Indian defence laboratory

The Defence Institute of Bio-Energy Research (DIBER) is an Indian defence laboratory of the Defence Research and Development Organisation (DRDO), located in Haldwani in Uttarakhand state. It conducts research and development of bioenergy as well as the sustainable and eco-friendly high altitude agro-technologies in the Indian Himalayan Region for the use of Indian Military. It has developed a range of vegetable varieties suitable for mid to high altitude.

The present Director of DIBER is Devakanta Pahad Singh.

==History ==

DIBER has its origin as an "Agriculture Research Unit" (ARU) established by M.C. Joshi who was also its first director in 1967 at Sitoli, Almora which was renamed to Pithoragarh-headquartered "Defence Agricultural Research Laboratory" (DARL) in 1984 and to DIBER in 2008.

In 2020, with an intent to make the DRDO leaner and more effective, it was proposed to merge the "Defence Institute of Bio-Energy Research" (DIBER) with Defence Institute of High Altitude Research (DIHAR). The Institute has given its Self Autonomous Status with all its assets and locations. The collaboration with the Defence Food Research Laboratory and the Central Food Technological Research Institute of the Council of Scientific and Industrial Research (CSIR) will be enhanced.

== Field stations ==

DIBER, which has field stations at Harsil and Auli, has expanded its network of field stations to various agro-climatic zones of India.
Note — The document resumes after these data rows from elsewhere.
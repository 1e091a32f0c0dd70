//! Date helpers shared by the generator, projector and visibility policy

use chrono::{DateTime, Datelike, Local, Months, NaiveDate, NaiveDateTime, NaiveTime};

/// Time-slot key used for occurrences without a time of day
pub const NO_TIME_SLOT: &str = "no-time";

/// Get the current date in local timezone
pub fn local_date_today() -> NaiveDate {
    Local::now().date_naive()
}

/// Parse a date as it comes back from the persisted store
///
/// Accepts `YYYY-MM-DD`, RFC 3339 timestamps and `YYYY-MM-DDTHH:MM[:SS]`.
/// Anything else yields `None`; callers skip the affected task.
pub fn parse_stored_date(raw: &str) -> Option<NaiveDate> {
    let raw = raw.trim();
    if raw.is_empty() {
        return None;
    }

    if let Ok(date) = NaiveDate::parse_from_str(raw, "%Y-%m-%d") {
        return Some(date);
    }
    if let Ok(ts) = DateTime::parse_from_rfc3339(raw) {
        return Some(ts.date_naive());
    }
    ["%Y-%m-%dT%H:%M:%S", "%Y-%m-%dT%H:%M", "%Y-%m-%d %H:%M:%S", "%Y-%m-%d %H:%M"]
        .iter()
        .find_map(|fmt| NaiveDateTime::parse_from_str(raw, fmt).ok())
        .map(|dt| dt.date())
}

/// Parse a wall-clock time in `HH:MM` (seconds tolerated)
pub fn parse_time_of_day(raw: &str) -> Option<NaiveTime> {
    let raw = raw.trim();
    NaiveTime::parse_from_str(raw, "%H:%M")
        .or_else(|_| NaiveTime::parse_from_str(raw, "%H:%M:%S"))
        .ok()
}

/// Key an occurrence by its time of day, `"no-time"` when absent or unreadable
pub fn time_slot_key(raw: Option<&str>) -> String {
    raw.and_then(parse_time_of_day)
        .map(|t| t.format("%H:%M").to_string())
        .unwrap_or_else(|| NO_TIME_SLOT.to_string())
}

/// Add calendar months, clamping to the last day of shorter months
pub fn add_months(date: NaiveDate, months: u32) -> Option<NaiveDate> {
    date.checked_add_months(Months::new(months))
}

/// Last day of the month `months_ahead` months after `date`'s month
pub fn last_day_of_month_after(date: NaiveDate, months_ahead: u32) -> Option<NaiveDate> {
    let first = date.with_day(1)?;
    let first_after = first.checked_add_months(Months::new(months_ahead + 1))?;
    first_after.pred_opt()
}

/// Week-of-month bucket: days 1-7 are bucket 1, 8-14 bucket 2, and so on
pub fn week_of_month(date: NaiveDate) -> u32 {
    date.day().div_ceil(7)
}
DIBER's field station in Pithrogarh, Uttarakhand, is undertaking research, along with eight other defence research laboratories, on various microalgae systems to extract biofuels which can be used in the Indian Army's vehicles.

==Achievements==

In 2020, Dr. Hemant Kumar Pandey, PhD, was awarded DRDO's "Scientist of the Year Award" by Defence Minister Rajnath Singh for his contribution in developing several herbal medicines, including the Lukoskin drug, a herbal concoction of 8 herbs found in Himalayan region, for treating leucoderma.